In the early days, tables were the only option, and tables are still very popular. When you design a page with a table, you essentially create a grid and use the cells of the table as containers for all of your text, images, and other elements. You can create complex designs by merging and splitting cells, and you can even nest a table inside a table cell to position elements. When you create a table, you have the added advantage that you can easily use the center alignment option to center the entire table, creating a page that stays centered on the screen, a design trick that makes it appear that your site is better using the real estate on a monitor, even when the site is viewed in different-sized browser windows.

A more recent option in Web design, and an increasingly popular one, is the layers feature. Layers in Dreamweaver are great because they're so easy to create and they offer the most precise design control possible on the Web. You'll find a tutorial on creating a design with layers in the September/October 2006 issue of Layers magazine (p. 64), but essentially, you just select the Layer icon in the Layout Insert bar, and then click-and-drag to create a layer anywhere on your page. Then you can insert images, text, or any other element into your layer, and you can move layers anywhere on a page by clicking-and-dragging the crosshairs at the top-left corner.
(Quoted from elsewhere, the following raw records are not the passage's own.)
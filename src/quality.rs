//! LLM quality scoring for customer-facing support comments.
//!
//! `desk score run` picks public comments that have not yet been scored by
//! the configured model, asks a local language model (Ollama `/api/chat`) to
//! rate each one against a four-part rubric (clarity, empathy, completeness,
//! overall — each 1 to 5), parses the JSON verdict, and stores it in
//! `quality_scores`. A comment whose response cannot be parsed after the
//! configured retries (default 3) is counted as failed and skipped.

use anyhow::{bail, Result};
use sqlx::{Row, SqlitePool};
use std::time::Duration;

use crate::config::{Config, LlmConfig};
use crate::db;
use crate::models::QualityVerdict;

pub async fn run_score(config: &Config, sample_size: Option<usize>, dry_run: bool) -> Result<()> {
    if !config.llm.is_enabled() {
        bail!("LLM provider is disabled. Set [llm] provider in config.");
    }

    let model = config
        .llm
        .model
        .clone()
        .ok_or_else(|| anyhow::anyhow!("llm.model required"))?;

    let pool = db::connect(config).await?;
    let sample = sample_size.unwrap_or(config.llm.sample_size);

    let pending = find_unscored_comments(&pool, &model, sample).await?;

    if dry_run {
        println!("score run (dry-run)");
        println!("  comments needing scores: {}", pending.len());
        pool.close().await;
        return Ok(());
    }

    if pending.is_empty() {
        println!("score run");
        println!("  all sampled comments scored");
        pool.close().await;
        return Ok(());
    }

    let mut scored = 0u64;
    let mut failed = 0u64;

    for comment in &pending {
        match score_comment(&config.llm, &comment.body).await {
            Ok(verdict) => {
                insert_score(&pool, &comment.id, &model, &verdict).await?;
                scored += 1;
            }
            Err(e) => {
                eprintln!("Warning: scoring comment {} failed: {}", comment.id, e);
                failed += 1;
            }
        }
    }

    println!("score run");
    println!("  sampled: {}", pending.len());
    println!("  scored: {}", scored);
    println!("  failed: {}", failed);
    println!("ok");

    pool.close().await;
    Ok(())
}

/// Print aggregate rubric averages and the lowest-scoring comments.
pub async fn run_report(config: &Config, worst: usize) -> Result<()> {
    let pool = db::connect(config).await?;

    let count: i64 = sqlx::query_scalar("SELECT COUNT(*) FROM quality_scores")
        .fetch_one(&pool)
        .await?;

    if count == 0 {
        println!("No quality scores yet. Run `desk score run` first.");
        pool.close().await;
        return Ok(());
    }

    let row = sqlx::query(
        r#"
        SELECT AVG(clarity) AS clarity, AVG(empathy) AS empathy,
               AVG(completeness) AS completeness, AVG(overall) AS overall
        FROM quality_scores
        "#,
    )
    .fetch_one(&pool)
    .await?;

    println!("quality report ({} scored comments)", count);
    println!("  clarity:      {:.2}", row.get::<f64, _>("clarity"));
    println!("  empathy:      {:.2}", row.get::<f64, _>("empathy"));
    println!("  completeness: {:.2}", row.get::<f64, _>("completeness"));
    println!("  overall:      {:.2}", row.get::<f64, _>("overall"));

    let worst_rows = sqlx::query(
        r#"
        SELECT q.comment_id, q.overall, q.notes, c.ticket_id, c.body
        FROM quality_scores q
        JOIN comments c ON c.id = q.comment_id
        ORDER BY q.overall ASC, q.comment_id ASC
        LIMIT ?
        "#,
    )
    .bind(worst as i64)
    .fetch_all(&pool)
    .await?;

    if !worst_rows.is_empty() {
        println!();
        println!("  lowest-scoring comments:");
        for row in &worst_rows {
            let body: String = row.get("body");
            let excerpt: String = body.chars().take(80).collect();
            println!(
                "    [{}] ticket {} comment {} — \"{}\"",
                row.get::<i64, _>("overall"),
                row.get::<String, _>("ticket_id"),
                row.get::<String, _>("comment_id"),
                excerpt.replace('\n', " ")
            );
            let notes: String = row.get("notes");
            if !notes.is_empty() {
                println!("      notes: {}", notes);
            }
        }
    }

    pool.close().await;
    Ok(())
}

struct UnscoredComment {
    id: String,
    body: String,
}

async fn find_unscored_comments(
    pool: &SqlitePool,
    model: &str,
    limit: usize,
) -> Result<Vec<UnscoredComment>> {
    // Customer-facing comments only; most recent first.
    let rows = sqlx::query(
        r#"
        SELECT c.id, c.body
        FROM comments c
        LEFT JOIN quality_scores q ON q.comment_id = c.id AND q.model = ?
        WHERE c.visibility = 'public' AND q.comment_id IS NULL
        ORDER BY c.created_at DESC
        LIMIT ?
        "#,
    )
    .bind(model)
    .bind(limit as i64)
    .fetch_all(pool)
    .await?;

    Ok(rows
        .iter()
        .map(|row| UnscoredComment {
            id: row.get("id"),
            body: row.get("body"),
        })
        .collect())
}

async fn insert_score(
    pool: &SqlitePool,
    comment_id: &str,
    model: &str,
    verdict: &QualityVerdict,
) -> Result<()> {
    let now = chrono::Utc::now().timestamp();

    sqlx::query(
        r#"
        INSERT INTO quality_scores (comment_id, model, clarity, empathy, completeness,
                                    overall, notes, scored_at)
        VALUES (?, ?, ?, ?, ?, ?, ?, ?)
        ON CONFLICT(comment_id) DO UPDATE SET
            model = excluded.model,
            clarity = excluded.clarity,
            empathy = excluded.empathy,
            completeness = excluded.completeness,
            overall = excluded.overall,
            notes = excluded.notes,
            scored_at = excluded.scored_at
        "#,
    )
    .bind(comment_id)
    .bind(model)
    .bind(verdict.clarity)
    .bind(verdict.empathy)
    .bind(verdict.completeness)
    .bind(verdict.overall)
    .bind(&verdict.notes)
    .bind(now)
    .execute(pool)
    .await?;

    Ok(())
}

fn build_prompt(comment: &str) -> String {
    format!(
        "You are reviewing a customer-facing support comment for quality.\n\
         Rate it on four dimensions, each an integer from 1 (poor) to 5 (excellent):\n\
         - clarity: is the comment easy to understand?\n\
         - empathy: does it acknowledge the customer's situation?\n\
         - completeness: does it fully address the issue or state next steps?\n\
         - overall: your overall judgement.\n\
         Respond with ONLY a JSON object of the form\n\
         {{\"clarity\": n, \"empathy\": n, \"completeness\": n, \"overall\": n, \"notes\": \"one sentence\"}}\n\
         \n\
         Comment:\n{}",
        comment
    )
}

/// Ask the LLM for a verdict on one comment, retrying on transient errors
/// and unparseable responses.
async fn score_comment(llm: &LlmConfig, comment: &str) -> Result<QualityVerdict> {
    let model = llm
        .model
        .as_ref()
        .ok_or_else(|| anyhow::anyhow!("llm.model required"))?;
    let url = llm.url.as_deref().unwrap_or("http://localhost:11434");

    let client = reqwest::Client::builder()
        .timeout(Duration::from_secs(llm.timeout_secs))
        .build()?;

    let body = serde_json::json!({
        "model": model,
        "messages": [{ "role": "user", "content": build_prompt(comment) }],
        "stream": false,
        "format": "json",
    });

    let mut last_err = None;

    for attempt in 0..=llm.max_retries {
        if attempt > 0 {
            let delay = Duration::from_secs(1 << (attempt - 1).min(5));
            tokio::time::sleep(delay).await;
        }

        let resp = client
            .post(format!("{}/api/chat", url))
            .header("Content-Type", "application/json")
            .json(&body)
            .send()
            .await;

        match resp {
            Ok(response) => {
                let status = response.status();

                if status.is_success() {
                    let json: serde_json::Value = response.json().await?;
                    let content = json
                        .get("message")
                        .and_then(|m| m.get("content"))
                        .and_then(|c| c.as_str())
                        .ok_or_else(|| {
                            anyhow::anyhow!("Invalid chat response: missing message content")
                        })?;

                    // A malformed verdict is retried like a transient error;
                    // small local models occasionally miss the format.
                    match parse_verdict(content) {
                        Ok(verdict) => return Ok(verdict),
                        Err(e) => {
                            last_err = Some(e);
                            continue;
                        }
                    }
                }

                if status.as_u16() == 429 || status.is_server_error() {
                    let body_text = response.text().await.unwrap_or_default();
                    last_err =
                        Some(anyhow::anyhow!("LLM API error {}: {}", status, body_text));
                    continue;
                }

                let body_text = response.text().await.unwrap_or_default();
                bail!("LLM API error {}: {}", status, body_text);
            }
            Err(e) => {
                last_err = Some(anyhow::anyhow!(
                    "LLM connection error (is Ollama running at {}?): {}",
                    url,
                    e
                ));
                continue;
            }
        }
    }

    Err(last_err.unwrap_or_else(|| anyhow::anyhow!("Scoring failed after retries")))
}

/// Parse a model response into a [`QualityVerdict`].
///
/// Lenient on framing: code fences and surrounding prose are stripped by
/// extracting the first `{...}` object. Strict on content: every rubric
/// field must be an integer in `1..=5`.
pub fn parse_verdict(response: &str) -> Result<QualityVerdict> {
    let json_str = extract_json_object(response)
        .ok_or_else(|| anyhow::anyhow!("no JSON object in response"))?;

    let value: serde_json::Value = serde_json::from_str(json_str)?;

    let field = |name: &str| -> Result<i64> {
        let n = value
            .get(name)
            .and_then(|v| v.as_i64())
            .ok_or_else(|| anyhow::anyhow!("missing or non-integer field '{}'", name))?;
        if !(1..=5).contains(&n) {
            bail!("field '{}' out of range: {}", name, n);
        }
        Ok(n)
    };

    Ok(QualityVerdict {
        clarity: field("clarity")?,
        empathy: field("empathy")?,
        completeness: field("completeness")?,
        overall: field("overall")?,
        notes: value
            .get("notes")
            .and_then(|v| v.as_str())
            .unwrap_or("")
            .to_string(),
    })
}

/// Return the first balanced `{...}` span in the text, if any.
fn extract_json_object(text: &str) -> Option<&str> {
    let start = text.find('{')?;
    let mut depth = 0usize;
    let mut in_string = false;
    let mut escaped = false;

    for (i, ch) in text[start..].char_indices() {
        if in_string {
            if escaped {
                escaped = false;
            } else if ch == '\\' {
                escaped = true;
            } else if ch == '"' {
                in_string = false;
            }
            continue;
        }
        match ch {
            '"' => in_string = true,
            '{' => depth += 1,
            '}' => {
                depth -= 1;
                if depth == 0 {
                    return Some(&text[start..start + i + ch.len_utf8()]);
                }
            }
            _ => {}
        }
    }

    None
}

#[cfg(test)]
mod tests {
    use super::*;

    #[test]
    fn test_parse_clean_verdict() {
        let v = parse_verdict(
            r#"{"clarity": 4, "empathy": 3, "completeness": 5, "overall": 4, "notes": "Good."}"#,
        )
        .unwrap();
        assert_eq!(v.clarity, 4);
        assert_eq!(v.overall, 4);
        assert_eq!(v.notes, "Good.");
    }

    #[test]
    fn test_parse_verdict_with_code_fence() {
        let response = "Here is my assessment:\n```json\n{\"clarity\": 2, \"empathy\": 2, \"completeness\": 1, \"overall\": 2, \"notes\": \"Terse.\"}\n```\nHope that helps!";
        let v = parse_verdict(response).unwrap();
        assert_eq!(v.completeness, 1);
    }

    #[test]
    fn test_parse_verdict_missing_field() {
        let response = r#"{"clarity": 4, "empathy": 3, "overall": 4}"#;
        assert!(parse_verdict(response).is_err());
    }

    #[test]
    fn test_parse_verdict_out_of_range() {
        let response =
            r#"{"clarity": 9, "empathy": 3, "completeness": 4, "overall": 4, "notes": ""}"#;
        assert!(parse_verdict(response).is_err());

        let response =
            r#"{"clarity": 0, "empathy": 3, "completeness": 4, "overall": 4, "notes": ""}"#;
        assert!(parse_verdict(response).is_err());
    }

    #[test]
    fn test_parse_verdict_non_integer() {
        let response =
            r#"{"clarity": "four", "empathy": 3, "completeness": 4, "overall": 4, "notes": ""}"#;
        assert!(parse_verdict(response).is_err());
    }

    #[test]
    fn test_parse_verdict_notes_optional() {
        let v = parse_verdict(r#"{"clarity": 3, "empathy": 3, "completeness": 3, "overall": 3}"#)
            .unwrap();
        assert_eq!(v.notes, "");
    }

    #[test]
    fn test_extract_json_handles_braces_in_strings() {
        let text = r#"prefix {"notes": "uses {braces} inside", "clarity": 1} suffix"#;
        let obj = extract_json_object(text).unwrap();
        assert!(obj.starts_with('{'));
        assert!(obj.ends_with('}'));
        assert!(obj.contains("{braces}"));
    }

    #[test]
    fn test_extract_json_none_without_object() {
        assert!(extract_json_object("no json here").is_none());
    }

    #[test]
    fn test_prompt_mentions_all_dimensions() {
        let prompt = build_prompt("Thanks for your patience.");
        for dim in ["clarity", "empathy", "completeness", "overall"] {
            assert!(prompt.contains(dim), "missing dimension: {}", dim);
        }
        assert!(prompt.contains("Thanks for your patience."));
    }
}
//! Embedding provider abstraction for the ticket index.
//!
//! Three providers, selected by `[embedding] provider` in config:
//! - **disabled** — every call errors; the default.
//! - **openai** — `POST /v1/embeddings`, needs `OPENAI_API_KEY`.
//! - **ollama** — `POST /api/embed` on a local Ollama instance.
//!
//! Both network providers retry transient failures (HTTP 429, 5xx, network
//! errors) with exponential backoff (1s, 2s, 4s, ... capped at 32s) and fail
//! immediately on other 4xx responses.
//!
//! Vectors are stored as little-endian f32 BLOBs; [`vec_to_blob`] /
//! [`blob_to_vec`] convert, and [`cosine_similarity`] ranks them.

use anyhow::{bail, Result};
use std::time::Duration;

use crate::config::EmbeddingConfig;

pub trait EmbeddingProvider: Send + Sync {
    fn model_name(&self) -> &str;
    fn dims(&self) -> usize;
}

/// Embed a batch of texts using the configured provider.
pub async fn embed_texts(config: &EmbeddingConfig, texts: &[String]) -> Result<Vec<Vec<f32>>> {
    match config.provider.as_str() {
        "openai" => embed_openai(config, texts).await,
        "ollama" => embed_ollama(config, texts).await,
        "disabled" => bail!("Embedding provider is disabled"),
        other => bail!("Unknown embedding provider: {}", other),
    }
}

/// Embed a single query text (used by semantic search).
pub async fn embed_query(config: &EmbeddingConfig, text: &str) -> Result<Vec<f32>> {
    let results = embed_texts(config, &[text.to_string()]).await?;
    results
        .into_iter()
        .next()
        .ok_or_else(|| anyhow::anyhow!("Empty embedding response"))
}

pub struct DisabledProvider;

impl EmbeddingProvider for DisabledProvider {
    fn model_name(&self) -> &str {
        "disabled"
    }
    fn dims(&self) -> usize {
        0
    }
}

pub struct OpenAIProvider {
    model: String,
    dims: usize,
}

impl OpenAIProvider {
    pub fn new(config: &EmbeddingConfig) -> Result<Self> {
        let model = config
            .model
            .clone()
            .ok_or_else(|| anyhow::anyhow!("embedding.model required for OpenAI provider"))?;
        let dims = config
            .dims
            .ok_or_else(|| anyhow::anyhow!("embedding.dims required for OpenAI provider"))?;

        if std::env::var("OPENAI_API_KEY").is_err() {
            bail!("OPENAI_API_KEY environment variable not set");
        }

        Ok(Self { model, dims })
    }
}

impl EmbeddingProvider for OpenAIProvider {
    fn model_name(&self) -> &str {
        &self.model
    }
    fn dims(&self) -> usize {
        self.dims
    }
}

pub struct OllamaProvider {
    model: String,
    dims: usize,
}

impl OllamaProvider {
    pub fn new(config: &EmbeddingConfig) -> Result<Self> {
        let model = config
            .model
            .clone()
            .ok_or_else(|| anyhow::anyhow!("embedding.model required for Ollama provider"))?;
        let dims = config
            .dims
            .ok_or_else(|| anyhow::anyhow!("embedding.dims required for Ollama provider"))?;
        Ok(Self { model, dims })
    }
}

impl EmbeddingProvider for OllamaProvider {
    fn model_name(&self) -> &str {
        &self.model
    }
    fn dims(&self) -> usize {
        self.dims
    }
}

pub fn create_provider(config: &EmbeddingConfig) -> Result<Box<dyn EmbeddingProvider>> {
    match config.provider.as_str() {
        "disabled" => Ok(Box::new(DisabledProvider)),
        "openai" => Ok(Box::new(OpenAIProvider::new(config)?)),
        "ollama" => Ok(Box::new(OllamaProvider::new(config)?)),
        other => bail!("Unknown embedding provider: {}", other),
    }
}

async fn embed_openai(config: &EmbeddingConfig, texts: &[String]) -> Result<Vec<Vec<f32>>> {
    let api_key =
        std::env::var("OPENAI_API_KEY").map_err(|_| anyhow::anyhow!("OPENAI_API_KEY not set"))?;

    let model = config
        .model
        .as_ref()
        .ok_or_else(|| anyhow::anyhow!("embedding.model required"))?;

    let client = reqwest::Client::builder()
        .timeout(Duration::from_secs(config.timeout_secs))
        .build()?;

    let body = serde_json::json!({
        "model": model,
        "input": texts,
    });

    let mut last_err = None;

    for attempt in 0..=config.max_retries {
        if attempt > 0 {
            let delay = Duration::from_secs(1 << (attempt - 1).min(5));
            tokio::time::sleep(delay).await;
        }

        let resp = client
            .post("https://api.openai.com/v1/embeddings")
            .header("Authorization", format!("Bearer {}", api_key))
            .header("Content-Type", "application/json")
            .json(&body)
            .send()
            .await;

        match resp {
            Ok(response) => {
                let status = response.status();

                if status.is_success() {
                    let json: serde_json::Value = response.json().await?;
                    return parse_openai_response(&json);
                }

                // Rate limited or server error — retry
                if status.as_u16() == 429 || status.is_server_error() {
                    let body_text = response.text().await.unwrap_or_default();
                    last_err = Some(anyhow::anyhow!(
                        "OpenAI API error {}: {}",
                        status,
                        body_text
                    ));
                    continue;
                }

                // Client error (not 429) — don't retry
                let body_text = response.text().await.unwrap_or_default();
                bail!("OpenAI API error {}: {}", status, body_text);
            }
            Err(e) => {
                last_err = Some(e.into());
                continue;
            }
        }
    }

    Err(last_err.unwrap_or_else(|| anyhow::anyhow!("Embedding failed after retries")))
}

fn parse_openai_response(json: &serde_json::Value) -> Result<Vec<Vec<f32>>> {
    let data = json
        .get("data")
        .and_then(|d| d.as_array())
        .ok_or_else(|| anyhow::anyhow!("Invalid OpenAI response: missing data array"))?;

    let mut embeddings = Vec::with_capacity(data.len());

    for item in data {
        let embedding = item
            .get("embedding")
            .and_then(|e| e.as_array())
            .ok_or_else(|| anyhow::anyhow!("Invalid OpenAI response: missing embedding"))?;

        let vec: Vec<f32> = embedding
            .iter()
            .map(|v| v.as_f64().unwrap_or(0.0) as f32)
            .collect();

        embeddings.push(vec);
    }

    Ok(embeddings)
}

async fn embed_ollama(config: &EmbeddingConfig, texts: &[String]) -> Result<Vec<Vec<f32>>> {
    let model = config
        .model
        .as_ref()
        .ok_or_else(|| anyhow::anyhow!("embedding.model required"))?;

    let url = config.url.as_deref().unwrap_or("http://localhost:11434");

    let client = reqwest::Client::builder()
        .timeout(Duration::from_secs(config.timeout_secs))
        .build()?;

    let body = serde_json::json!({
        "model": model,
        "input": texts,
    });

    let mut last_err = None;

    for attempt in 0..=config.max_retries {
        if attempt > 0 {
            let delay = Duration::from_secs(1 << (attempt - 1).min(5));
            tokio::time::sleep(delay).await;
        }

        let resp = client
            .post(format!("{}/api/embed", url))
            .header("Content-Type", "application/json")
            .json(&body)
            .send()
            .await;

        match resp {
            Ok(response) => {
                let status = response.status();

                if status.is_success() {
                    let json: serde_json::Value = response.json().await?;
                    return parse_ollama_response(&json);
                }

                if status.as_u16() == 429 || status.is_server_error() {
                    let body_text = response.text().await.unwrap_or_default();
                    last_err = Some(anyhow::anyhow!(
                        "Ollama API error {}: {}",
                        status,
                        body_text
                    ));
                    continue;
                }

                let body_text = response.text().await.unwrap_or_default();
                bail!("Ollama API error {}: {}", status, body_text);
            }
            Err(e) => {
                last_err = Some(anyhow::anyhow!(
                    "Ollama connection error (is Ollama running at {}?): {}",
                    url,
                    e
                ));
                continue;
            }
        }
    }

    Err(last_err.unwrap_or_else(|| anyhow::anyhow!("Ollama embedding failed after retries")))
}

fn parse_ollama_response(json: &serde_json::Value) -> Result<Vec<Vec<f32>>> {
    let embeddings = json
        .get("embeddings")
        .and_then(|e| e.as_array())
        .ok_or_else(|| anyhow::anyhow!("Invalid Ollama response: missing embeddings array"))?;

    let mut result = Vec::with_capacity(embeddings.len());

    for embedding in embeddings {
        let vec: Vec<f32> = embedding
            .as_array()
            .ok_or_else(|| anyhow::anyhow!("Invalid Ollama response: embedding is not an array"))?
            .iter()
            .map(|v| v.as_f64().unwrap_or(0.0) as f32)
            .collect();
        result.push(vec);
    }

    Ok(result)
}

/// Encode a float vector as a BLOB (little-endian f32 bytes).
pub fn vec_to_blob(vec: &[f32]) -> Vec<u8> {
    let mut bytes = Vec::with_capacity(vec.len() * 4);
    for &v in vec {
        bytes.extend_from_slice(&v.to_le_bytes());
    }
    bytes
}

/// Decode a BLOB back into a float vector.
pub fn blob_to_vec(blob: &[u8]) -> Vec<f32> {
    blob.chunks_exact(4)
        .map(|chunk| f32::from_le_bytes([chunk[0], chunk[1], chunk[2], chunk[3]]))
        .collect()
}

/// Cosine similarity in `[-1.0, 1.0]`; `0.0` for empty or mismatched lengths.
pub fn cosine_similarity(a: &[f32], b: &[f32]) -> f32 {
    if a.len() != b.len() || a.is_empty() {
        return 0.0;
    }

    let mut dot = 0.0f32;
    let mut norm_a = 0.0f32;
    let mut norm_b = 0.0f32;

    for (x, y) in a.iter().zip(b.iter()) {
        dot += x * y;
        norm_a += x * x;
        norm_b += y * y;
    }

    let denom = norm_a.sqrt() * norm_b.sqrt();
    if denom < f32::EPSILON {
        return 0.0;
    }

    dot / denom
}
Unfortunately, you can't center your design with the layers feature because Dreamweaver creates layers by creating CSS p tags with absolute positioning. Absolute positioning is what makes it possible to precisely place layers where you want them on a page, but because you're specifying the location in relation to the top and left border of the page, you can't set it to automatically center within any browser window because the size of the browser window depends on the size of your viewers' monitors and their browser settings.

So it comes down to this: You can use the layers option to create a precise design, but you'll have to align everything from the left side of the page, so be prepared for it to stay there no matter how wide your user's browser window. Or, you can use tables (the slightly more complex, and some would argue soon to be obsolete, option), and you can center your design so that it floats within a browser window.

Centering a layout is popular on the Web because it enables you to position your design so that it better fills a screen, no matter how big that screen is. There are other ways to design Web sites, such as using floating p tags to create a centered design, but that option is a lot more complex to create in Dreamweaver unless you're quite advanced and adept at writing CSS (and that's way beyond the scope of this article).

Although many people still use tables, progressive Web designers are moving away from them because CSS offers some new advantages, such as more streamlined code and better accessibility. If you really want to create more advanced layouts, you'll eventually need to graduate from layers and use the CSS features in Dreamweaver, or write the CSS code yourself. But for now, tables and layers are both great options for Web design -- just be careful if you combine them.

Tables and Layers Don't Always Mix
Although you can use tables and layers in the same design, you should be aware that inserting layers into table cells can be problematic. The most common mistake is to create a table, center it on the page, and then insert layers into the table cells to easily position text and images.

The problem is that when your design is viewed in browser windows that are different sizes, the table adjusts to remain centered, but the layer stays in a fixed position. Figure 3 illustrates what can happen.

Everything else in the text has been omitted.